* _Collected data_:

┌────────

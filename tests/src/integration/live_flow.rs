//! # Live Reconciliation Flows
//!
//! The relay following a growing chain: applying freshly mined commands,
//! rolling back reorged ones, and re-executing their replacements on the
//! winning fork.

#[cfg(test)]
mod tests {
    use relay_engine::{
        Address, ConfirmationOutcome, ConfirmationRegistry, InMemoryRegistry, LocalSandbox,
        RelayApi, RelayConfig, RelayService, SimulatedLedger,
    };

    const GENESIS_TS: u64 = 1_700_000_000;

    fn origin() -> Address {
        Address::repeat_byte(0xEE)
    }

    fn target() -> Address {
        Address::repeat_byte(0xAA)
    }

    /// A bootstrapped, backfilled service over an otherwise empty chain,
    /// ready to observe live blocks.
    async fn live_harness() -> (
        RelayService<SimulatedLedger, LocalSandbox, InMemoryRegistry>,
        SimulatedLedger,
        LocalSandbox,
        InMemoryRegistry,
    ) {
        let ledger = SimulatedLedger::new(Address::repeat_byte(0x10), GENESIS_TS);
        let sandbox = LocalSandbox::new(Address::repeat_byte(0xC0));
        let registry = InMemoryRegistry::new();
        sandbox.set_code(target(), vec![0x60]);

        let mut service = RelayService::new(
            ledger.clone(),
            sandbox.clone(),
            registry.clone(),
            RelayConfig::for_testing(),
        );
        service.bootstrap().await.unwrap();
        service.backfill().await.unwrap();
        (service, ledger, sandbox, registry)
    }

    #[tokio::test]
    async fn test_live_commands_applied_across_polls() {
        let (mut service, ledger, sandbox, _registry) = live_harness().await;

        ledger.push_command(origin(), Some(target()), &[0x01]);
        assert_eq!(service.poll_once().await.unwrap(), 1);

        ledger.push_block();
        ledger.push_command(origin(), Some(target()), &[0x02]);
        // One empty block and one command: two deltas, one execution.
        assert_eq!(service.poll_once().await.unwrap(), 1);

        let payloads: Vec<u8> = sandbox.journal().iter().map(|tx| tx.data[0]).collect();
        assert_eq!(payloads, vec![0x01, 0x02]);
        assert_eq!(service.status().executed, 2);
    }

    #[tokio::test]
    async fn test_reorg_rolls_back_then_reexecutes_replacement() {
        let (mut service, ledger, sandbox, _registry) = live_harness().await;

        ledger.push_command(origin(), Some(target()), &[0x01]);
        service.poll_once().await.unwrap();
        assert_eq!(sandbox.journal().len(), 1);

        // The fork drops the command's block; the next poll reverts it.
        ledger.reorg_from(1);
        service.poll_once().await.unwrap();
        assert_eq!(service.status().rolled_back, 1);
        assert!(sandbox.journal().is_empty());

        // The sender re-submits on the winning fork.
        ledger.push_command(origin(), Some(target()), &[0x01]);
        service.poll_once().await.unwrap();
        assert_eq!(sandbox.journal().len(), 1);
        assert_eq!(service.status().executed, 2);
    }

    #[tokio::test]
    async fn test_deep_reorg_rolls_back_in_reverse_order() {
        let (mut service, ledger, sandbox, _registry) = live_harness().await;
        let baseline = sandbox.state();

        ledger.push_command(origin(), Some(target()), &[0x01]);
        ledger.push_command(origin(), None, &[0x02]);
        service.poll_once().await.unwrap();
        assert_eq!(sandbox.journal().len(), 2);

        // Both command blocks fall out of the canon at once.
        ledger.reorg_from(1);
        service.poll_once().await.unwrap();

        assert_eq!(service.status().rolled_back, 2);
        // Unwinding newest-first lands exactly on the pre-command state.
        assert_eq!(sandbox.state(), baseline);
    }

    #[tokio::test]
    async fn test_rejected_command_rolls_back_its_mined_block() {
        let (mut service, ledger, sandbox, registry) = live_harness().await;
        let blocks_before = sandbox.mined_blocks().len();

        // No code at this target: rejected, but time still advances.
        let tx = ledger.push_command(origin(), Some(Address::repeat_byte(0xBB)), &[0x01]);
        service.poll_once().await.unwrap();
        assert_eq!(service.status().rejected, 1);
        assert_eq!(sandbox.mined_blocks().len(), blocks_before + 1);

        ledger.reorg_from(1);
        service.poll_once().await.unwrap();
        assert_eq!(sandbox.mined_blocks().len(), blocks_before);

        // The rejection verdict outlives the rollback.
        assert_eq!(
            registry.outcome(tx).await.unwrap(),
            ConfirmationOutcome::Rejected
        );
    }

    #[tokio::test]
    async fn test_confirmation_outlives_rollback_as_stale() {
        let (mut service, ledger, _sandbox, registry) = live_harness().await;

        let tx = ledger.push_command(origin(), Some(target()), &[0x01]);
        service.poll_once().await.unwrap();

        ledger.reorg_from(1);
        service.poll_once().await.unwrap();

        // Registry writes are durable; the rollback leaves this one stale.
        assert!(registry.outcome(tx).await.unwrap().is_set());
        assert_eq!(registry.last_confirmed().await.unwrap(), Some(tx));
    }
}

└────────
┌────────

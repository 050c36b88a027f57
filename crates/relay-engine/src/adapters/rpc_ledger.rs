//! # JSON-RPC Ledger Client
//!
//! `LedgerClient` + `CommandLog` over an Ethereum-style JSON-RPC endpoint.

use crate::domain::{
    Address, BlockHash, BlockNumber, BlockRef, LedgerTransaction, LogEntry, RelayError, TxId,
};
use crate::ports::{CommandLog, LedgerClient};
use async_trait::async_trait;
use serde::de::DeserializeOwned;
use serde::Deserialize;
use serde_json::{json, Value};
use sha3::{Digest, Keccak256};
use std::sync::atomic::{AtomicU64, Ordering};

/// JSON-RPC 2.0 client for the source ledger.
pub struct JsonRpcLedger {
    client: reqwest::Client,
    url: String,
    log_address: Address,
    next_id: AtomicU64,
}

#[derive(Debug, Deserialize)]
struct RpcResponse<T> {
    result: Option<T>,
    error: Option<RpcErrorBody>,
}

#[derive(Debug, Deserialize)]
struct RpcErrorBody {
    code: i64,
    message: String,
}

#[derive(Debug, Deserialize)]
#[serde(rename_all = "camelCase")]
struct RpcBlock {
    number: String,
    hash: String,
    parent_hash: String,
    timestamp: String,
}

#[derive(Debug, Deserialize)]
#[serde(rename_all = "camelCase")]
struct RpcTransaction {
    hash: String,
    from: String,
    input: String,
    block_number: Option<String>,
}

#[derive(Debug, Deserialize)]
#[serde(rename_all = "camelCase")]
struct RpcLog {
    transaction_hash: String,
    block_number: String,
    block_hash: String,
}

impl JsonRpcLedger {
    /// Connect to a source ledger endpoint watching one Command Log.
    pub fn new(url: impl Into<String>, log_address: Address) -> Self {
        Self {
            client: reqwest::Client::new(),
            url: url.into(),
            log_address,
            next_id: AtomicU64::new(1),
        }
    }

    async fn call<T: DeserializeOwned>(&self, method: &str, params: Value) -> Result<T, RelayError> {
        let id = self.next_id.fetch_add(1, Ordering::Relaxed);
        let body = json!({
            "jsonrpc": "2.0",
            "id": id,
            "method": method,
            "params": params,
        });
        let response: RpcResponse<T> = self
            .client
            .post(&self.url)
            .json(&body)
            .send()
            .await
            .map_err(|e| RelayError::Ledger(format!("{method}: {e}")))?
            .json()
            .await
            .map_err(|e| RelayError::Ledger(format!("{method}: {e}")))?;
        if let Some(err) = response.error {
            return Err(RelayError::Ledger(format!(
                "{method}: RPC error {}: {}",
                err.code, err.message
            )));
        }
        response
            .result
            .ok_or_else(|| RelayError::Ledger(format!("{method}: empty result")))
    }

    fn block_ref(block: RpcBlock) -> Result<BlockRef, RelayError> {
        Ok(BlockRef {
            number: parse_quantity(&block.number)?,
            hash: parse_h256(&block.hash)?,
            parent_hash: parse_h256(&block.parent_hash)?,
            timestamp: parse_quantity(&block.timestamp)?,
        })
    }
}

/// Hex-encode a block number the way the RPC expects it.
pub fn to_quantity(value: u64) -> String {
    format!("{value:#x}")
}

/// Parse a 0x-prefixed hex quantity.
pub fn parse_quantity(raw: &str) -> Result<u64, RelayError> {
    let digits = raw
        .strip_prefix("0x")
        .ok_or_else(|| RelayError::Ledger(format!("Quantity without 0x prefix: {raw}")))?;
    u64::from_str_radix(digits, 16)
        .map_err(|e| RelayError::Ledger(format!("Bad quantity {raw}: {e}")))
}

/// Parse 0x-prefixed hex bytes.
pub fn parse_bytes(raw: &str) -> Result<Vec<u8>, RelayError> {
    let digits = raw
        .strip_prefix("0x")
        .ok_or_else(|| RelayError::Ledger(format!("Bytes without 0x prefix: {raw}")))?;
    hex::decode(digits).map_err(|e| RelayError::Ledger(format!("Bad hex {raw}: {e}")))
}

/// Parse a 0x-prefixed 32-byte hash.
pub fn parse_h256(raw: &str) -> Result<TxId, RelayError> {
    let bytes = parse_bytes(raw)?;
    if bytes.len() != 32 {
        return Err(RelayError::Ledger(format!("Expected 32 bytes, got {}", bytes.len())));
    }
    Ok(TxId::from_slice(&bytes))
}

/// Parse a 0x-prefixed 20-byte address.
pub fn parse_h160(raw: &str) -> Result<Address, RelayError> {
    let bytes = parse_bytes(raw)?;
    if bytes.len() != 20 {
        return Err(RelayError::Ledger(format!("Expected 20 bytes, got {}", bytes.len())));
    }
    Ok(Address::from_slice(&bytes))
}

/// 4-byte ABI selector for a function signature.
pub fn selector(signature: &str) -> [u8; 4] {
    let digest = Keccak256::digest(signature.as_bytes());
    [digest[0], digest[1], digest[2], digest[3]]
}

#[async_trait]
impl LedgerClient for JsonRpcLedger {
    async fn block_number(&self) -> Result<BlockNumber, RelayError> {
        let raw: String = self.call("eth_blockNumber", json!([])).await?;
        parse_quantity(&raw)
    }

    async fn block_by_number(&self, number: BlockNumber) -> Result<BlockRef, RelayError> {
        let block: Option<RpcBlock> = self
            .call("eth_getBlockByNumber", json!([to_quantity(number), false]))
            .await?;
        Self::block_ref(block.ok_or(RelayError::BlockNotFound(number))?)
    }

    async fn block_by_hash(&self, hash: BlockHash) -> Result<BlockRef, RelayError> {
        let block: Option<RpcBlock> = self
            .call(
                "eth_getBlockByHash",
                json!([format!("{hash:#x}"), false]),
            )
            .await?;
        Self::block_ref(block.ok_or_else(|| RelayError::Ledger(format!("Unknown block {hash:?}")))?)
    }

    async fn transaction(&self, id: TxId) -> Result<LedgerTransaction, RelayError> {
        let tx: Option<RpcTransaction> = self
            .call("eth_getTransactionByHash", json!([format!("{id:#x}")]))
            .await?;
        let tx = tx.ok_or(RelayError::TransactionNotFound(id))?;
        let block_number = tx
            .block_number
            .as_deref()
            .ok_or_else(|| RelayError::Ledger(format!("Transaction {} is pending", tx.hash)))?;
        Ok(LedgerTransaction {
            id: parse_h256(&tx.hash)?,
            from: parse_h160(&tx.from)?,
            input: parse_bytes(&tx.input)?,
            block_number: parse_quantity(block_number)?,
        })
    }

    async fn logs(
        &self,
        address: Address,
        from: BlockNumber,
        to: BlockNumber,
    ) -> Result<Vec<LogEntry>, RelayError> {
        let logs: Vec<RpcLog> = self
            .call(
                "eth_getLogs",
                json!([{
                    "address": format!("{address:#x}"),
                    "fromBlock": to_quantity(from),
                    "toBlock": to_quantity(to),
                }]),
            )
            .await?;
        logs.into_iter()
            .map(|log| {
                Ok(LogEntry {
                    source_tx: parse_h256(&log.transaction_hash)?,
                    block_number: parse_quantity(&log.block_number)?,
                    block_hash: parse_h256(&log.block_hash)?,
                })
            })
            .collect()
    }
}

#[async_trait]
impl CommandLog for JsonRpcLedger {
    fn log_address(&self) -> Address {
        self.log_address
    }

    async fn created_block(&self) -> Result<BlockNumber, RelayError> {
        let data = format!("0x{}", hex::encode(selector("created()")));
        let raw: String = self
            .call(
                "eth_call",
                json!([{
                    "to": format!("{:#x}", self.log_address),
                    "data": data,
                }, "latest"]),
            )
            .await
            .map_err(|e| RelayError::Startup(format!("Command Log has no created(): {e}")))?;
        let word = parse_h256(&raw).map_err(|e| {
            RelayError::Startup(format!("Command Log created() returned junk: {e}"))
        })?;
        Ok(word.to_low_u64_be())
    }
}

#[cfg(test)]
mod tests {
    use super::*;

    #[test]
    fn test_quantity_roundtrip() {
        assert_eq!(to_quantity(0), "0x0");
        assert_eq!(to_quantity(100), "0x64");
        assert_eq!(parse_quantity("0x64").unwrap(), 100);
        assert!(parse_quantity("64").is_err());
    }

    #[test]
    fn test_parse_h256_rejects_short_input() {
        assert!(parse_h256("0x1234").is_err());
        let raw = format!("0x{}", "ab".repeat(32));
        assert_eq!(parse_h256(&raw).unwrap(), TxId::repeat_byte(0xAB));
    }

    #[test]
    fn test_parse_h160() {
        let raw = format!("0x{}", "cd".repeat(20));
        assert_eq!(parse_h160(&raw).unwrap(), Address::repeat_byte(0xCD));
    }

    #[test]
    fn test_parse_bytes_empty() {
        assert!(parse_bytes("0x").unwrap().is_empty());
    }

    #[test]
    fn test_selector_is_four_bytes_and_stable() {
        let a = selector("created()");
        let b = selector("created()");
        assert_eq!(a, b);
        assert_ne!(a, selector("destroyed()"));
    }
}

└────────

* _Work required_:
Lines that hold the word "LogEntry" are the ones to copy from the entries above.

* _The completed task_:
    Address, BlockHash, BlockNumber, BlockRef, LedgerTransaction, LogEntry, RelayError, TxId,
    ) -> Result<Vec<LogEntry>, RelayError> {
                Ok(LogEntry {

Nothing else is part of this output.